Versione originale in latino
32. "An eandem Romanis in bello virtutem quam in pace lasciviam adesse creditis? Nostris illi dissensionibus ac discordiis clari vitia hostium in gloriam exercitus sui vertunt; quem contractum ex diversissimis gentibus ut secundae res tenent, ita adversae dissolvent: nisi si Gallos et Germanos et (pudet dictu) Britannorum plerosque, licet dominationi alienae sanguinem commodent, diutius tamen hostis quam servos, fide et adfectu teneri putatis. Metus ac terror sunt infirma vincla caritatis; quae ubi removeris, qui timere desierint, odisse incipient. Omnia victoriae incitamenta pro nobis sunt: nullae Romanos coniuges accendunt, nulli parentes fugam exprobraturi sunt; aut nulla plerisque patria aut alia est. Paucos numero, trepidos ignorantia, caelum ipsum ac mare et silvas, ignota omnia circumspectantis, clausos quodam modo ac vinctos di nobis tradiderunt. Ne terreat vanus aspectus et auri fulgor atque argenti, quod neque tegit neque vulnerat. In ipsa hostium acie inveniemus nostras manus: adgnoscent Britanni suam causam, recordabuntur Galli priorem libertatem, tam deserent illos ceteri Germani quam nuper Usipi reliquerunt. Nec quicquam ultra formidinis: vacua castella, senum coloniae, inter male parentis et iniuste imperantis aegra municipia et discordantia. Hic dux, hic exercitus: ibi tributa et metalla et ceterae servientium poenae, quas in aeternum perferre aut statim ulcisci in hoc campo est. Proinde ituri in aciem et maiores vestros et posteros cogitate."
Traduzione all'italiano
32. "O forse credete che i Romani abbiano in guerra un valore pari all’insolenza che hanno in pace? Quelli che sono diventati illustri in virtù dei nostri dissensi e delle nostre discordie, volgono gli errori dei nemici a gloria del loro esercito; questo esercito composto dalle popolazioni più diverse, come i successi lo tengono unito, così le avversità lo disgregheranno: a meno che non riteniate che i Galli e i Germani e (mi vergogno a dirlo) la maggior parte dei Britanni sono legati da fedeltà e attaccamento (ai Romani), sebbene versino sangue alla dominazione straniera, tuttavia più a lungo nemici che schiavi. La paura e il terrore sono non saldi legami di affetto; e quando tu li avrai rimossi, coloro i quali cesseranno di temere, cominceranno a odiare. Ogni incitamento alla vittoria è a nostro favore: nessuna moglie infiamma i Romani, nessun genitore sta per biasimare la fuga; o la maggior parte non ha nessuna patria, o ha una patria diversa.
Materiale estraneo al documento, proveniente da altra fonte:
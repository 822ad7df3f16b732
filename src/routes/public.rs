use crate::{AppState, handlers};
use axum::{
    Router,
    routing::{get, post},
};

/// Public Router Module
///
/// Endpoints reachable without a token. Article, profile and comment reads resolve an
/// optional `AuthUser` themselves, so a bad token degrades to an anonymous request
/// instead of a 401.
pub fn public_routes() -> Router<AppState> {
    Router::new()
        // GET /health
        // Liveness probe; also checks the database answers.
        .route("/health", get(handlers::health))
        // POST /users
        .route("/users", post(handlers::register_user))
        // POST /users/login
        // Rate limited per client IP and attempted email.
        .route("/users/login", post(handlers::login_user))
        // GET /profiles/{username}
        .route("/profiles/{username}", get(handlers::get_profile))
        // GET /articles?tag=&author=&favorited=&limit=&offset=
        .route("/articles", get(handlers::list_articles))
        // GET /articles/{slug}
        .route("/articles/{slug}", get(handlers::get_article))
        // GET /articles/{slug}/comments
        .route("/articles/{slug}/comments", get(handlers::list_comments))
        // GET /tags
        .route("/tags", get(handlers::list_tags))
}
Gli dei ci hanno consegnato pochi in numero, disorientati per la mancanza di conoscenza di luoghi, costretti a guardare intorno a sé e il cielo stesso e il mare e le selve, tutte cose ignote, per così dire intrappolati e legati. Né vi spaventi la vista di cose vane e il fulgore dell’oro e dell’argento, poiché né vi protegge né vi ferisce. Troveremo nell’esercito stesso dei nemici le braccia al nostro servizio: i Britanni riconosceranno la loro causa, i Galli si ricorderanno della passata libertà, gli altri Germani li abbandoneranno come li abbandonarono gli Usipi, non molto tempo fa. D’ora in poi per l’avvenire nessuna paura: fortezze vuote, colonie di vecchi, tra popolazioni che obbediscono di malavoglia e governatori che comandano in modo ingiusto, municipi immiseriti e discordi. Qui c’è un comandante, qui un esercito: là tributi e lavori nelle miniere e le altre pene di schiavi, che dipende da questo campo di battaglia se sopportare in eterno o vendicare subito. Perciò quando siete sul punto di andare in battaglia, pensate ai vostri antenati e ai vostri discendenti."